//! Ingest publisher
//!
//! Writes messages to a relay's ingest port in either wire format.

use std::net::SocketAddr;

use bytes::{Bytes, BytesMut};
use tokio::io::AsyncWriteExt;
use tokio::net::TcpStream;
use tokio::sync::mpsc;

use crate::error::{Error, Result};
use crate::protocol::{encode_message, Dimensions, Message, WireFormat};

/// Events from the publisher
#[derive(Debug)]
pub enum PublishEvent {
    /// TCP connection established
    Connected,

    /// A write failed; the connection has been dropped
    Error(String),

    /// Disconnected
    Disconnected,
}

/// Publisher configuration
#[derive(Debug, Clone)]
pub struct PublisherConfig {
    /// Relay ingest address
    pub addr: SocketAddr,
    pub wire_format: WireFormat,
    pub tcp_nodelay: bool,
}

impl PublisherConfig {
    pub fn new(addr: SocketAddr) -> Self {
        Self {
            addr,
            wire_format: WireFormat::Marked,
            tcp_nodelay: true,
        }
    }

    pub fn wire_format(mut self, format: WireFormat) -> Self {
        self.wire_format = format;
        self
    }
}

/// Sends a producer stream to a relay
///
/// # Example
/// ```no_run
/// use frame_relay::client::{Publisher, PublisherConfig};
///
/// # async fn example() -> frame_relay::error::Result<()> {
/// let config = PublisherConfig::new("127.0.0.1:9999".parse().unwrap());
/// let (mut publisher, _events) = Publisher::new(config);
///
/// publisher.connect().await?;
/// publisher.send_dimensions(1280, 720).await?;
/// publisher.send_configuration(&[0, 0, 0, 1, 0x67]).await?;
/// publisher.send_frame(&[0, 0, 0, 1, 0x65]).await?;
/// # Ok(())
/// # }
/// ```
pub struct Publisher {
    config: PublisherConfig,
    event_tx: mpsc::Sender<PublishEvent>,
    stream: Option<TcpStream>,
    buf: BytesMut,
}

impl Publisher {
    /// Create a new publisher.
    ///
    /// Returns the publisher and a receiver for events.
    pub fn new(config: PublisherConfig) -> (Self, mpsc::Receiver<PublishEvent>) {
        let (tx, rx) = mpsc::channel(16);

        let publisher = Self {
            config,
            event_tx: tx,
            stream: None,
            buf: BytesMut::with_capacity(64 * 1024),
        };

        (publisher, rx)
    }

    /// Connect to the relay
    pub async fn connect(&mut self) -> Result<()> {
        let stream = TcpStream::connect(self.config.addr).await?;
        if self.config.tcp_nodelay {
            stream.set_nodelay(true)?;
        }

        tracing::debug!(addr = %self.config.addr, "Publisher connected");
        self.stream = Some(stream);
        let _ = self.event_tx.try_send(PublishEvent::Connected);
        Ok(())
    }

    /// Announce frame geometry
    pub async fn send_dimensions(&mut self, width: i32, height: i32) -> Result<()> {
        self.send(&Message::Dimensions(Dimensions::new(width, height))).await
    }

    /// Send decoder configuration (e.g. SPS/PPS)
    pub async fn send_configuration(&mut self, data: &[u8]) -> Result<()> {
        self.send(&Message::Configuration(Bytes::copy_from_slice(data))).await
    }

    /// Send one frame payload
    pub async fn send_frame(&mut self, data: &[u8]) -> Result<()> {
        self.send(&Message::Payload(Bytes::copy_from_slice(data))).await
    }

    /// Send raw bytes outside the message framing
    ///
    /// Only useful for exercising the relay's resync path.
    pub async fn send_raw(&mut self, data: &[u8]) -> Result<()> {
        let stream = self.stream.as_mut().ok_or(Error::NotConnected)?;
        stream.write_all(data).await?;
        Ok(())
    }

    /// Encode and write one message
    pub async fn send(&mut self, msg: &Message) -> Result<()> {
        self.buf.clear();
        encode_message(msg, self.config.wire_format, &mut self.buf)?;

        let stream = self.stream.as_mut().ok_or(Error::NotConnected)?;
        if let Err(e) = stream.write_all(&self.buf).await {
            tracing::warn!(error = %e, kind = ?msg.message_type(), "Send failed");
            self.stream = None;
            let _ = self.event_tx.try_send(PublishEvent::Error(e.to_string()));
            return Err(e.into());
        }

        Ok(())
    }

    /// Close the connection
    pub async fn disconnect(&mut self) {
        if let Some(mut stream) = self.stream.take() {
            let _ = stream.shutdown().await;
            let _ = self.event_tx.try_send(PublishEvent::Disconnected);
        }
    }

    pub fn is_connected(&self) -> bool {
        self.stream.is_some()
    }
}

#[cfg(test)]
mod tests {
    use tokio::net::TcpListener;

    use super::*;
    use crate::protocol::{DecoderConfig, FrameDecoder};

    #[tokio::test]
    async fn test_send_before_connect() {
        let (mut publisher, _events) =
            Publisher::new(PublisherConfig::new("127.0.0.1:1".parse().unwrap()));

        let result = publisher.send_frame(b"x").await;
        assert!(matches!(result, Err(Error::NotConnected)));
        assert!(!publisher.is_connected());
    }

    #[tokio::test]
    async fn test_publisher_messages_decode() {
        let listener = TcpListener::bind("127.0.0.1:0").await.unwrap();
        let addr = listener.local_addr().unwrap();

        let server = tokio::spawn(async move {
            let (socket, _) = listener.accept().await.unwrap();
            let mut decoder = FrameDecoder::new(socket, DecoderConfig::default());
            let mut messages = Vec::new();
            while let Ok(msg) = decoder.next_message().await {
                messages.push(msg);
            }
            messages
        });

        let (mut publisher, mut events) = Publisher::new(PublisherConfig::new(addr));
        publisher.connect().await.unwrap();
        publisher.send_dimensions(640, 480).await.unwrap();
        publisher.send_configuration(b"cfg").await.unwrap();
        publisher.send_frame(b"frame").await.unwrap();
        publisher.disconnect().await;

        let messages = server.await.unwrap();
        assert_eq!(
            messages,
            vec![
                Message::Dimensions(Dimensions::new(640, 480)),
                Message::Configuration(Bytes::from_static(b"cfg")),
                Message::Payload(Bytes::from_static(b"frame")),
            ]
        );

        assert!(matches!(events.recv().await, Some(PublishEvent::Connected)));
        assert!(matches!(events.recv().await, Some(PublishEvent::Disconnected)));
    }
}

**Assigned task**
Reproduce every line of the data without changing a word.

**Reply**
//! Ingest publisher
//!
//! Writes messages to a relay's ingest port in either wire format.

use std::net::SocketAddr;

use bytes::{Bytes, BytesMut};
use tokio::io::AsyncWriteExt;
use tokio::net::TcpStream;
use tokio::sync::mpsc;

use crate::error::{Error, Result};
use crate::protocol::{encode_message, Dimensions, Message, WireFormat};

/// Events from the publisher
#[derive(Debug)]
pub enum PublishEvent {
    /// TCP connection established
    Connected,

    /// A write failed; the connection has been dropped
    Error(String),

    /// Disconnected
    Disconnected,
}

/// Publisher configuration
#[derive(Debug, Clone)]
pub struct PublisherConfig {
    /// Relay ingest address
    pub addr: SocketAddr,
    pub wire_format: WireFormat,
    pub tcp_nodelay: bool,
}

impl PublisherConfig {
    pub fn new(addr: SocketAddr) -> Self {
        Self {
            addr,
            wire_format: WireFormat::Marked,
            tcp_nodelay: true,
        }
    }

    pub fn wire_format(mut self, format: WireFormat) -> Self {
        self.wire_format = format;
        self
    }
}

/// Sends a producer stream to a relay
///
/// # Example
/// ```no_run
/// use frame_relay::client::{Publisher, PublisherConfig};
///
/// # async fn example() -> frame_relay::error::Result<()> {
/// let config = PublisherConfig::new("127.0.0.1:9999".parse().unwrap());
/// let (mut publisher, _events) = Publisher::new(config);
///
/// publisher.connect().await?;
/// publisher.send_dimensions(1280, 720).await?;
/// publisher.send_configuration(&[0, 0, 0, 1, 0x67]).await?;
/// publisher.send_frame(&[0, 0, 0, 1, 0x65]).await?;
/// # Ok(())
/// # }
/// ```
pub struct Publisher {
    config: PublisherConfig,
    event_tx: mpsc::Sender<PublishEvent>,
    stream: Option<TcpStream>,
    buf: BytesMut,
}

impl Publisher {
    /// Create a new publisher.
    ///
    /// Returns the publisher and a receiver for events.
    pub fn new(config: PublisherConfig) -> (Self, mpsc::Receiver<PublishEvent>) {
        let (tx, rx) = mpsc::channel(16);

        let publisher = Self {
            config,
            event_tx: tx,
            stream: None,
            buf: BytesMut::with_capacity(64 * 1024),
        };

        (publisher, rx)
    }

    /// Connect to the relay
    pub async fn connect(&mut self) -> Result<()> {
        let stream = TcpStream::connect(self.config.addr).await?;
        if self.config.tcp_nodelay {
            stream.set_nodelay(true)?;
        }

        tracing::debug!(addr = %self.config.addr, "Publisher connected");
        self.stream = Some(stream);
        let _ = self.event_tx.try_send(PublishEvent::Connected);
        Ok(())
    }

    /// Announce frame geometry
    pub async fn send_dimensions(&mut self, width: i32, height: i32) -> Result<()> {
        self.send(&Message::Dimensions(Dimensions::new(width, height))).await
    }

    /// Send decoder configuration (e.g. SPS/PPS)
    pub async fn send_configuration(&mut self, data: &[u8]) -> Result<()> {
        self.send(&Message::Configuration(Bytes::copy_from_slice(data))).await
    }

    /// Send one frame payload
    pub async fn send_frame(&mut self, data: &[u8]) -> Result<()> {
        self.send(&Message::Payload(Bytes::copy_from_slice(data))).await
    }

    /// Send raw bytes outside the message framing
    ///
    /// Only useful for exercising the relay's resync path.
    pub async fn send_raw(&mut self, data: &[u8]) -> Result<()> {
        let stream = self.stream.as_mut().ok_or(Error::NotConnected)?;
        stream.write_all(data).await?;
        Ok(())
    }

    /// Encode and write one message
    pub async fn send(&mut self, msg: &Message) -> Result<()> {
        self.buf.clear();
        encode_message(msg, self.config.wire_format, &mut self.buf)?;

        let stream = self.stream.as_mut().ok_or(Error::NotConnected)?;
        if let Err(e) = stream.write_all(&self.buf).await {
            tracing::warn!(error = %e, kind = ?msg.message_type(), "Send failed");
            self.stream = None;
            let _ = self.event_tx.try_send(PublishEvent::Error(e.to_string()));
            return Err(e.into());
        }

        Ok(())
    }

    /// Close the connection
    pub async fn disconnect(&mut self) {
        if let Some(mut stream) = self.stream.take() {
            let _ = stream.shutdown().await;
            let _ = self.event_tx.try_send(PublishEvent::Disconnected);
        }
    }

    pub fn is_connected(&self) -> bool {
        self.stream.is_some()
    }
}

#[cfg(test)]
mod tests {
    use tokio::net::TcpListener;

    use super::*;
    use crate::protocol::{DecoderConfig, FrameDecoder};

    #[tokio::test]
    async fn test_send_before_connect() {
        let (mut publisher, _events) =
            Publisher::new(PublisherConfig::new("127.0.0.1:1".parse().unwrap()));

        let result = publisher.send_frame(b"x").await;
        assert!(matches!(result, Err(Error::NotConnected)));
        assert!(!publisher.is_connected());
    }

    #[tokio::test]
    async fn test_publisher_messages_decode() {
        let listener = TcpListener::bind("127.0.0.1:0").await.unwrap();
        let addr = listener.local_addr().unwrap();

        let server = tokio::spawn(async move {
            let (socket, _) = listener.accept().await.unwrap();
            let mut decoder = FrameDecoder::new(socket, DecoderConfig::default());
            let mut messages = Vec::new();
            while let Ok(msg) = decoder.next_message().await {
                messages.push(msg);
            }
            messages
        });

        let (mut publisher, mut events) = Publisher::new(PublisherConfig::new(addr));
        publisher.connect().await.unwrap();
        publisher.send_dimensions(640, 480).await.unwrap();
        publisher.send_configuration(b"cfg").await.unwrap();
        publisher.send_frame(b"frame").await.unwrap();
        publisher.disconnect().await;

        let messages = server.await.unwrap();
        assert_eq!(
            messages,
            vec![
                Message::Dimensions(Dimensions::new(640, 480)),
                Message::Configuration(Bytes::from_static(b"cfg")),
                Message::Payload(Bytes::from_static(b"frame")),
            ]
        );

        assert!(matches!(events.recv().await, Some(PublishEvent::Connected)));
        assert!(matches!(events.recv().await, Some(PublishEvent::Disconnected)));
    }
}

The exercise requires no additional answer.